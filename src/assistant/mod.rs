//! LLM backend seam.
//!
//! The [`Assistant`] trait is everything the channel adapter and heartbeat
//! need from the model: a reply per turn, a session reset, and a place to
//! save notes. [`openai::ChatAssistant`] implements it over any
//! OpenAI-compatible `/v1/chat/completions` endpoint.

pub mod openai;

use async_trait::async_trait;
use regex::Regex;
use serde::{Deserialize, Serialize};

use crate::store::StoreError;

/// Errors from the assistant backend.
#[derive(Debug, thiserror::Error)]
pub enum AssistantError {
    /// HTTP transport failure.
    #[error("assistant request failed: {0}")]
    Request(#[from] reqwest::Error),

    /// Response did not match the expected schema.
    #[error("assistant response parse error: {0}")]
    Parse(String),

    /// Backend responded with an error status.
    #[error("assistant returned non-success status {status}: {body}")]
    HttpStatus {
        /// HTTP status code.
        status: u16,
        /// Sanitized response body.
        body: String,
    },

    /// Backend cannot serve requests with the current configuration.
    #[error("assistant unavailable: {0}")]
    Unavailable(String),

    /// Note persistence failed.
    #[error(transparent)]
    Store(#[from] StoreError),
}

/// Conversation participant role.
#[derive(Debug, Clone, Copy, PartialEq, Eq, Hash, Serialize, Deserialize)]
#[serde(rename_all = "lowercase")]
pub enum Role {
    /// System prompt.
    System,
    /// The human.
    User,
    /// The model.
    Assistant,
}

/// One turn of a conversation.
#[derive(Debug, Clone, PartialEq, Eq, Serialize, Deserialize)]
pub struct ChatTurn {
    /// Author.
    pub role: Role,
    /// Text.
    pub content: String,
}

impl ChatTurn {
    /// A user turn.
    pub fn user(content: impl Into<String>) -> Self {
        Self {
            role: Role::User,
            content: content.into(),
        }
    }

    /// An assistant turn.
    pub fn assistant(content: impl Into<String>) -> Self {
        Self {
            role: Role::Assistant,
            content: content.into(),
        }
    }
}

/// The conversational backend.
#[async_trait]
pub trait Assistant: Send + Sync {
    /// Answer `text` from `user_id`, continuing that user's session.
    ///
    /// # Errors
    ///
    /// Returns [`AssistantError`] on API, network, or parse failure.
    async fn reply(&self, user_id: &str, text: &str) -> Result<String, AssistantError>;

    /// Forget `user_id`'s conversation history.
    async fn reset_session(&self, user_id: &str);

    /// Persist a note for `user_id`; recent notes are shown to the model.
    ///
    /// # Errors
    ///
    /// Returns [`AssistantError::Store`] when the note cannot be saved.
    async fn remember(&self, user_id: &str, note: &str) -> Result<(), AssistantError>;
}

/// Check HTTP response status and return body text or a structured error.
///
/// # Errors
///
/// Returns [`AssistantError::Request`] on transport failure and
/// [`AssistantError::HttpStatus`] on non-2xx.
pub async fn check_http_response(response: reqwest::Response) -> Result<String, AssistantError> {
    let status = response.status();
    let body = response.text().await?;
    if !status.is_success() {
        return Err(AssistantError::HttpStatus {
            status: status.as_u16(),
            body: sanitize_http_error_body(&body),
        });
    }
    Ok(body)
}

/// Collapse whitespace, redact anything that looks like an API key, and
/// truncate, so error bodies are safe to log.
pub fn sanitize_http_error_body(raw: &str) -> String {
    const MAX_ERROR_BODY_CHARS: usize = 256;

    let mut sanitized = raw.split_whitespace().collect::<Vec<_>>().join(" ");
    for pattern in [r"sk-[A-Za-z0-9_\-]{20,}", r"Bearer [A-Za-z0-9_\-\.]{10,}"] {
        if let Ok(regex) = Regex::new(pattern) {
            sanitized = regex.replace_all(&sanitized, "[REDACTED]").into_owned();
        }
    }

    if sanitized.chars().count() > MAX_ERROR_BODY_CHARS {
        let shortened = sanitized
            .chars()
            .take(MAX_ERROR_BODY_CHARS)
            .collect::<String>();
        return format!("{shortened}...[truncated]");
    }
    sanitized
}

********

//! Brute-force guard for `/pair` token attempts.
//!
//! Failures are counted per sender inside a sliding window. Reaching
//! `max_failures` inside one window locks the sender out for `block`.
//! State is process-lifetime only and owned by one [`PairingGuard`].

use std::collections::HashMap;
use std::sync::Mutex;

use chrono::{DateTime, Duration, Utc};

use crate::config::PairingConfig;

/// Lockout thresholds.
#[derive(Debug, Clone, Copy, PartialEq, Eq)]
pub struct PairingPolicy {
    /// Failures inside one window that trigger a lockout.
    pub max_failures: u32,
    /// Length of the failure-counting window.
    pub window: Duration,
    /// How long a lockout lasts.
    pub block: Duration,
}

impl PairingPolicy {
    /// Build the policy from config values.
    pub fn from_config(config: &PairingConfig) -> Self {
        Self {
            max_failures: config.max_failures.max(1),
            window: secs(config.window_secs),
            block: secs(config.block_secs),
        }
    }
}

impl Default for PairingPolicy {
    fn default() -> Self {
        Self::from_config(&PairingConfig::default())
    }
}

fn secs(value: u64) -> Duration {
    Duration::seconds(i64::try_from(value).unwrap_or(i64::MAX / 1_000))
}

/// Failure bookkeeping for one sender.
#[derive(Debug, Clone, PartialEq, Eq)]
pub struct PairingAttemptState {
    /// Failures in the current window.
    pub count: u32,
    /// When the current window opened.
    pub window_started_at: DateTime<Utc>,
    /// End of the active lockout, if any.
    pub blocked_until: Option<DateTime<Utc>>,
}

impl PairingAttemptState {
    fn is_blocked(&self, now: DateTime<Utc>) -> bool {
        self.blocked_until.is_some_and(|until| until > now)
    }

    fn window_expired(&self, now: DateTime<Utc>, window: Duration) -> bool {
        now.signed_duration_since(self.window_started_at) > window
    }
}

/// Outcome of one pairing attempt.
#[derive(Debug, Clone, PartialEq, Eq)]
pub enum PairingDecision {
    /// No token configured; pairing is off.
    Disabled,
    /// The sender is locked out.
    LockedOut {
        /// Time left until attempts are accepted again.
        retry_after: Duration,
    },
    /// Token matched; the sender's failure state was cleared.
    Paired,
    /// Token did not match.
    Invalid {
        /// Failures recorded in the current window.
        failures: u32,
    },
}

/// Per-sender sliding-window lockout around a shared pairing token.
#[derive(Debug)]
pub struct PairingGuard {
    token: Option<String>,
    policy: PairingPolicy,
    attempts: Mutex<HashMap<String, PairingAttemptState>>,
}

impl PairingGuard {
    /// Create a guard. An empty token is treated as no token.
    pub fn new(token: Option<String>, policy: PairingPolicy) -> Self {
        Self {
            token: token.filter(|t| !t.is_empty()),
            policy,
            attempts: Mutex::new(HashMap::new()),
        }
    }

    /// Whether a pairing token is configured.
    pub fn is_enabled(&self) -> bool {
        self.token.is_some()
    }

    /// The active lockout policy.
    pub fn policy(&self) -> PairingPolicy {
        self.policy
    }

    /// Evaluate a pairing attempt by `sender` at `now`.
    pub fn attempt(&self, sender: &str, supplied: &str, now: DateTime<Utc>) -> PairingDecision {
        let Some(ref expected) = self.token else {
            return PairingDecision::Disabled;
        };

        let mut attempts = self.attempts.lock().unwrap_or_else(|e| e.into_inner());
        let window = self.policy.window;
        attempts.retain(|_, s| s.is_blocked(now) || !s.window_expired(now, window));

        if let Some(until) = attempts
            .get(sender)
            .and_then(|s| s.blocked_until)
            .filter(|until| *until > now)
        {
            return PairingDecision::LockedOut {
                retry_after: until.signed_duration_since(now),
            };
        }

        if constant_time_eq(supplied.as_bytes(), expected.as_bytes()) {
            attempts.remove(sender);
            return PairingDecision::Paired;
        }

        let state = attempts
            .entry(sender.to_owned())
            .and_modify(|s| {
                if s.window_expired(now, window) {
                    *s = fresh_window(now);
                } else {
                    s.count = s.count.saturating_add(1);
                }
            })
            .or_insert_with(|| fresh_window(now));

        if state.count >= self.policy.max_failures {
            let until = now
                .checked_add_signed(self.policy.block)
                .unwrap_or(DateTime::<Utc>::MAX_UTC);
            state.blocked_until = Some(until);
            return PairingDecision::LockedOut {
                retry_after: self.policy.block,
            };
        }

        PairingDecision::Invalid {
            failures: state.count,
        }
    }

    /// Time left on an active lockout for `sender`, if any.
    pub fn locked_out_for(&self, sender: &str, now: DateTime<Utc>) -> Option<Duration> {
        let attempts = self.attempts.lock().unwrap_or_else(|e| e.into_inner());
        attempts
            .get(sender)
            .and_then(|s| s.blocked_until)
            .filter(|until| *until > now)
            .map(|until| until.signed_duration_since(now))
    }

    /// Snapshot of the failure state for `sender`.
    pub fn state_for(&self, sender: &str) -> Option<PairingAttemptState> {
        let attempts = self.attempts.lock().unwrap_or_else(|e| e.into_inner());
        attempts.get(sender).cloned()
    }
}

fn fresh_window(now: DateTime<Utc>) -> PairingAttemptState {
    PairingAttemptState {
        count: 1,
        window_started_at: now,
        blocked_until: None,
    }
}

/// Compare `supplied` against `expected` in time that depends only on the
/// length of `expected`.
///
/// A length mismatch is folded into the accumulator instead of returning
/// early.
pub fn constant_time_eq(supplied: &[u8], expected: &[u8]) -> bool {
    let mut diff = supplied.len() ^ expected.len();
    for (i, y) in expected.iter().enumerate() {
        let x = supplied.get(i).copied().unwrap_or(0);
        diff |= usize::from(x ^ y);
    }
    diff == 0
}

********

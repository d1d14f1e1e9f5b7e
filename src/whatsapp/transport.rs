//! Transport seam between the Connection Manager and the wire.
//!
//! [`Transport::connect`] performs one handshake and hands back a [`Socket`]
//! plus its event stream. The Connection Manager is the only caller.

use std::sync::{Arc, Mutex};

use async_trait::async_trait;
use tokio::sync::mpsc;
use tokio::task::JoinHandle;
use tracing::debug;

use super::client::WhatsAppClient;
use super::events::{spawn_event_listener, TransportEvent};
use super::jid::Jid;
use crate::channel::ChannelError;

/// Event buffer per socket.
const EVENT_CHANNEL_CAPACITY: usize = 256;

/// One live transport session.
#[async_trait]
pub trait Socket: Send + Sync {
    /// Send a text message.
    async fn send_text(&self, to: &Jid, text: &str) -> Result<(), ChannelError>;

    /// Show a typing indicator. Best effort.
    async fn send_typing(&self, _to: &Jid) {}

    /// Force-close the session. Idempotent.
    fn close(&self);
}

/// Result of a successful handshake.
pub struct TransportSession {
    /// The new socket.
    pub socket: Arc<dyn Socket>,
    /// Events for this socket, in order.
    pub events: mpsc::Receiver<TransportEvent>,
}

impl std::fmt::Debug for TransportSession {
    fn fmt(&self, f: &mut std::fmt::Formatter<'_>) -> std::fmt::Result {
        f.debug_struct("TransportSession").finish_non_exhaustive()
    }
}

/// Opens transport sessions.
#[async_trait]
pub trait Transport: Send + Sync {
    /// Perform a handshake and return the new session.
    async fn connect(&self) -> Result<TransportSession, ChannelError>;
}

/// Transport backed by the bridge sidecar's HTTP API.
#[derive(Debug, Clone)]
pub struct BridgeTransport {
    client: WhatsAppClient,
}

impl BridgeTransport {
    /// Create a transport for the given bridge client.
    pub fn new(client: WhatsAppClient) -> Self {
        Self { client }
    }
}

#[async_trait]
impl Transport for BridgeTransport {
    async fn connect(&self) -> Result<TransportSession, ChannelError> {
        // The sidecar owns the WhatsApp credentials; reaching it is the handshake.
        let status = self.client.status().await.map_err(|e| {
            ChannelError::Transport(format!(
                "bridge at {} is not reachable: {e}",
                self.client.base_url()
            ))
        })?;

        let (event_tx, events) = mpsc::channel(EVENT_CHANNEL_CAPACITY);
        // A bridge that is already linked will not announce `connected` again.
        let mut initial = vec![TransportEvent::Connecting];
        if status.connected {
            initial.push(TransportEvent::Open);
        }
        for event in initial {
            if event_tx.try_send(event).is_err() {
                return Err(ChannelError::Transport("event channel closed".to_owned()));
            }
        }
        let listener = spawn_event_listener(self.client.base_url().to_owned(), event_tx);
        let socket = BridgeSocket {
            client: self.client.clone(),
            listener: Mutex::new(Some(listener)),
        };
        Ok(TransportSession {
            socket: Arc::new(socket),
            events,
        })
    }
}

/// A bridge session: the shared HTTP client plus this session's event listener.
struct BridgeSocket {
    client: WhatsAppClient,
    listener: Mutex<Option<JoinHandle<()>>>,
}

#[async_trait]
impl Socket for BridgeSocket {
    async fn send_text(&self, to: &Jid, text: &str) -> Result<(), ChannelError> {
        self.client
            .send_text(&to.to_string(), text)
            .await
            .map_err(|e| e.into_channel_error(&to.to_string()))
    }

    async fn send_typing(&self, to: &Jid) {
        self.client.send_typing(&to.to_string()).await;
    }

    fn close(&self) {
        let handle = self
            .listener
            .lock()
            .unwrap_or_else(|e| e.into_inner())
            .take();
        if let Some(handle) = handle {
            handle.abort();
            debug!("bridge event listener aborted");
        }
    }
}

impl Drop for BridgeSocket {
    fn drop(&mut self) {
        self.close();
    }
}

********

EXERCISE BRIEF
In the data above, find each line where the string "Returns" appears, then copy it.

WRITTEN SOLUTION
    /// Returns [`AssistantError`] on API, network, or parse failure.
    /// Returns [`AssistantError::Store`] when the note cannot be saved.
/// Returns [`AssistantError::Request`] on transport failure and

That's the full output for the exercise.